Some guy online had an argument with his GF so he put all his chat logs with her into ChatGPT and told it to analyze it and assess which one is more reasonable and logical and which one is more emotional.
Naturally, the woman was the hysterical one according to the AI.
This is a great idea, it pisses women off but it's great.
 
It's pretty good for a variety of stuff. But the output quality is only as good as the input quality.
Not really. The output quality is essentially random and based on whatever tokens the ai decided would work best with the tokens in its context based on its settings and training.

Every single one of these uses relying on factual information is retarded. LLMs are more like a fancy autocorrect than some kind of star trek computer. They just regurgitate groups of letters and have no understanding of anything beyond 'these letters go with these letters.' It has absolutely no way of distinguishing between false or true information.
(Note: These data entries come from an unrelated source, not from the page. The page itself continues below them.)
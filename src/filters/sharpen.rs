//! Sharpening via a 3x3 Laplacian-boost kernel.

use crate::image::Image;

use super::core::{convolve, SHARPEN_KERNEL};

pub fn sharpen(image: &mut Image) {
    convolve(image, &SHARPEN_KERNEL);
}

#[cfg(test)]
mod tests {
    use super::*;
    use crate::color::Pixel;

    #[test]
    fn test_flat_image_unchanged() {
        let mut img = Image::filled(4, 4, Pixel::new(0.5, 0.25, 0.125));
        sharpen(&mut img);
        let px = img.get(2, 1).unwrap();
        assert!((px.red - 0.5).abs() < 1e-12);
        assert!((px.green - 0.25).abs() < 1e-12);
        assert!((px.blue - 0.125).abs() < 1e-12);
    }

    #[test]
    fn test_boosts_local_contrast() {
        let mut img = Image::filled(3, 3, Pixel::gray(0.4));
        img.set(1, 1, Pixel::gray(0.5));
        sharpen(&mut img);
        // 5 * 0.5 - 4 * 0.4 = 0.9
        assert!((img.get(1, 1).unwrap().red - 0.9).abs() < 1e-9);
        // 5 * 0.4 - 3 * 0.4 - 0.5 = 0.3
        assert!((img.get(0, 1).unwrap().red - 0.3).abs() < 1e-9);
    }

    #[test]
    fn test_two_by_two_corners() {
        let mut img = Image::from_rows(vec![
            vec![Pixel::WHITE, Pixel::BLACK],
            vec![Pixel::BLACK, Pixel::BLACK],
        ])
        .unwrap();
        sharpen(&mut img);
        // white corner: 5 - (2 clamped self reads) = 3 -> clamped to 1
        assert_eq!(img.get(0, 0), Some(Pixel::WHITE));
        // its neighbours: -1 contribution -> clamped to 0
        assert_eq!(img.get(0, 1), Some(Pixel::BLACK));
        assert_eq!(img.get(1, 1), Some(Pixel::BLACK));
    }
}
The concept of information doesn't even exist for it. Concepts don't exist for it at all. It's just letters in, letters out.
 
Not really. The output quality is essentially random and based on whatever tokens the ai decided would work best with the tokens in its context based on its settings and training.

Every single one of these uses relying on factual information is retarded. LLMs are more like a fancy autocorrect than some kind of star trek computer. They just regurgitate groups of letters and have no understanding of anything beyond 'these letters go with these letters.' It has absolutely no way of distinguishing between false or true information. The concept of information doesn't even exist for it. Concepts don't exist for it at all. It's just letters in, letters out.
It really depends on your use. If you have a certain type of data and want to understand things it can work great. The newer models certainly work better.

And I wouldn't really classify it as "essentially random" since it can answer things and understand things with quite some consistency (especially highly nuanced topics). It really depends on what you want to use it for.
 
Every single one of these uses relying on factual information is retarded. LLMs are more like a fancy autocorrect than some kind of star trek computer. They just regurgitate groups of letters and have no understanding of anything beyond 'these letters go with these letters.' It has absolutely no way of distinguishing between false or true information. The concept of information doesn't even exist for it. Concepts don't exist for it at all. It's just letters in, letters out.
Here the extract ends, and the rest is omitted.